Difference between TRUNCATE command and DELETE
Truncate command features.
- Truncate is a DDL command.
- The TRUNCATE command can delete rows faster than the DELETE command.
- It can initialize the auto-increment column IDENTITY.
- The table structure is not changed. That is, column information, constraints, and indexes are not changed, and only data is deleted.
- It uses less space than the delete statement because it only stores the canceled pages of the table’s data storage in the transaction log.
- It cannot use conditional clauses like the where clause.
Features of Delete.
- Delete is a DML statement.
- It may be slow if there are many rows in the record.
- You can use the condition (where) clause to delete only specific rows.
- You cannot initialize the identity value of an auto-increment column.
- When initializing, use the DBCC CHECKIDENT command.

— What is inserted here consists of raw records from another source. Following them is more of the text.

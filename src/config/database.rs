use crate::core::{AppError, Result};
use serde::Deserialize;
use sqlx::postgres::{PgPool, PgPoolOptions};
use std::env;
use std::time::Duration;

#[derive(Debug, Clone, Deserialize)]
pub struct DatabaseConfig {
    pub url: String,
    pub pool_size: u32,
    pub max_connections: u32,
}

impl DatabaseConfig {
    pub fn from_env() -> Result<Self> {
        Ok(DatabaseConfig {
            url: env::var("DATABASE_URL")
                .map_err(|_| AppError::Configuration("DATABASE_URL not set".to_string()))?,
            pool_size: env::var("DATABASE_POOL_SIZE")
                .unwrap_or_else(|_| "10".to_string())
                .parse()
                .map_err(|_| AppError::Configuration("Invalid DATABASE_POOL_SIZE".to_string()))?,
            max_connections: env::var("DATABASE_MAX_CONNECTIONS")
                .unwrap_or_else(|_| "20".to_string())
                .parse()
                .map_err(|_| {
                    AppError::Configuration("Invalid DATABASE_MAX_CONNECTIONS".to_string())
                })?,
        })
    }

    /// Create a PostgreSQL connection pool
    pub async fn create_pool(&self) -> Result<PgPool> {
        PgPoolOptions::new()
            .max_connections(self.max_connections)
            .min_connections(self.pool_size)
            .acquire_timeout(Duration::from_secs(30))
            .idle_timeout(Duration::from_secs(600)) // 10 minutes
            .max_lifetime(Duration::from_secs(1800)) // 30 minutes
            .test_before_acquire(true)
            .connect(&self.url)
            .await
            .map_err(AppError::Database)
    }
}

/// Create the tables if they do not exist yet.
///
/// Runs at startup so a fresh database (or a serverless cold start)
/// comes up without a separate migration step.
pub async fn ensure_schema(pool: &PgPool) -> Result<()> {
    sqlx::query(
        r#"
        CREATE TABLE IF NOT EXISTS users (
            id SERIAL PRIMARY KEY,
            username VARCHAR(255) NOT NULL UNIQUE,
            auth_token VARCHAR(255) NOT NULL UNIQUE
        )
        "#,
    )
    .execute(pool)
    .await?;

    sqlx::query(
        r#"
        CREATE TABLE IF NOT EXISTS provider_configs (
            id SERIAL PRIMARY KEY,
            user_id INTEGER NOT NULL REFERENCES users(id),
            name VARCHAR(255) NOT NULL,
            provider_type VARCHAR(255) NOT NULL,
            public_key TEXT NOT NULL DEFAULT '',
            secret_key TEXT NOT NULL DEFAULT '',
            token TEXT NOT NULL DEFAULT '',
            is_active BOOLEAN NOT NULL DEFAULT FALSE,
            UNIQUE (user_id, name)
        )
        "#,
    )
    .execute(pool)
    .await?;

    Ok(())
}
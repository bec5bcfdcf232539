mod provider_controller;

pub use provider_controller::configure;
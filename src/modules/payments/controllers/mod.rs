mod payment_controller;

pub use payment_controller::configure;
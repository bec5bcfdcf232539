use serde::{Deserialize, Serialize};
use sqlx::FromRow;
use std::str::FromStr;

/// Supported PIX gateway types
#[derive(Debug, Clone, Copy, PartialEq, Eq, Hash, Serialize, Deserialize)]
#[serde(rename_all = "lowercase")]
pub enum ProviderType {
    Oasyfy,
    Pushinpay,
    Ghostpay,
}

impl ProviderType {
    pub fn as_str(&self) -> &'static str {
        match self {
            ProviderType::Oasyfy => "oasyfy",
            ProviderType::Pushinpay => "pushinpay",
            ProviderType::Ghostpay => "ghostpay",
        }
    }
}

impl std::fmt::Display for ProviderType {
    fn fmt(&self, f: &mut std::fmt::Formatter<'_>) -> std::fmt::Result {
        f.write_str(self.as_str())
    }
}

/// The stored type tag is a free-form string; parsing happens at
/// dispatch time so an unknown tag surfaces as UnsupportedProvider
/// instead of a row-decode failure.
impl FromStr for ProviderType {
    type Err = UnknownProviderType;

    fn from_str(s: &str) -> std::result::Result<Self, Self::Err> {
        match s {
            "oasyfy" => Ok(ProviderType::Oasyfy),
            "pushinpay" => Ok(ProviderType::Pushinpay),
            "ghostpay" => Ok(ProviderType::Ghostpay),
            _ => Err(UnknownProviderType),
        }
    }
}

#[derive(Debug, Clone, Copy, PartialEq, Eq)]
pub struct UnknownProviderType;

/// Stored gateway configuration for one user
///
/// Which credential fields are populated depends on the provider type:
/// Oasyfy uses the public/secret key pair, Pushin Pay and Ghostpay use
/// the bearer token. Unused fields stay empty and are never validated.
#[derive(Debug, Clone, Serialize, Deserialize, FromRow)]
pub struct ProviderConfig {
    pub id: i32,
    pub user_id: i32,
    pub name: String,
    pub provider_type: String,
    pub public_key: String,
    pub secret_key: String,
    pub token: String,
    pub is_active: bool,
}

/// List item for the configuration listing endpoint
#[derive(Debug, Clone, Serialize, FromRow)]
pub struct ProviderSummary {
    pub id: i32,
    pub name: String,
    #[serde(rename = "isActive")]
    pub is_active: bool,
}

/// Payload for adding a configuration
///
/// Field names match the dashboard frontend contract.
#[derive(Debug, Deserialize)]
pub struct CreateProviderRequest {
    pub name: Option<String>,
    #[serde(rename = "type")]
    pub provider_type: Option<String>,
    #[serde(rename = "publicKey", default)]
    pub public_key: String,
    #[serde(rename = "secretKey", default)]
    pub secret_key: String,
    #[serde(default)]
    pub token: String,
}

- The delete statement removes rows one at a time and saves a transaction log for each deleted row, so it requires a lot of capacity compared to Truncate.
How to use TRUNCATE.
Deleting table data using TRUNCATE.
- Source using TRUNCATE.
-- cretable table
DROP TABLE IF EXISTS InfoForTruncate;
CREATE TABLE InfoForTruncate (
UserId int,
UserNm varchar(255)
);
-- insert sample data
INSERT INTO dbo.InfoForTruncate(UserId,UserNm)
VALUES (272, N'Ken')
,(273, N'Brian')
,(274, N'Stephen')
,(275, N'Michael')
,(276, N'Linda');
-- check data
SELECT * FROM InfoForTruncate;
-- excute TRUNCATE TABLE
TRUNCATE TABLE InfoForTruncate;
-- check data
SELECT * FROM InfoForTruncate;
- This is the TRUNCATE description.
Rollback using TRANSACTION.
- Source for using TRANSACTION.
DROP TABLE IF EXISTS TruncateForTran;
CREATE TABLE TruncateForTran (
UserId int,
UserNm varchar(255)
) ON [PRIMARY];
INSERT INTO dbo.TruncateForTran(UserId,UserNm)
VALUES (272, N'Ken') ,(273, N'Brian')
;
-- TRANSACTION start
BEGIN TRANSACTION;
TRUNCATE TABLE TruncateForTran;
-- ROLLBACK check.
ROLLBACK;
SELECT * FROM TruncateForTran;
-- COMMIT check.
COMMIT;
SELECT * FROM TruncateForTran;
Check IDENTITY initialization.
- IDENTITY initialization source.
DROP TABLE IF EXISTS TruncateForIDENTITY;
CREATE TABLE TruncateForIDENTITY (
IdKey int IDENTITY (1, 1) PRIMARY KEY,
UserId int,
UserNm varchar(255)
) ON [PRIMARY];
INSERT INTO dbo.TruncateForIDENTITY(UserId,UserNm)
VALUES (272, N'Ken') ,(273, N'Brian')
;
TRUNCATE TABLE InfoForTruncate;
INSERT INTO dbo.TruncateForIDENTITY(UserId,UserNm)
VALUES (272, N'Ken') ,(273, N'Brian')
;
-- check data
SELECT * FROM InfoForTruncate;
Limitations when using TRUNCATE
- FOREIGN KEY referenced by constraints during TRUNCATE operation.
- You can delete table rows that have foreign keys referencing themselves.
- TRUNCATE operation does not record individual row deletions, so triggers cannot be used.
- TRUNCATE TABLE does not allow EXPLAIN within the statement.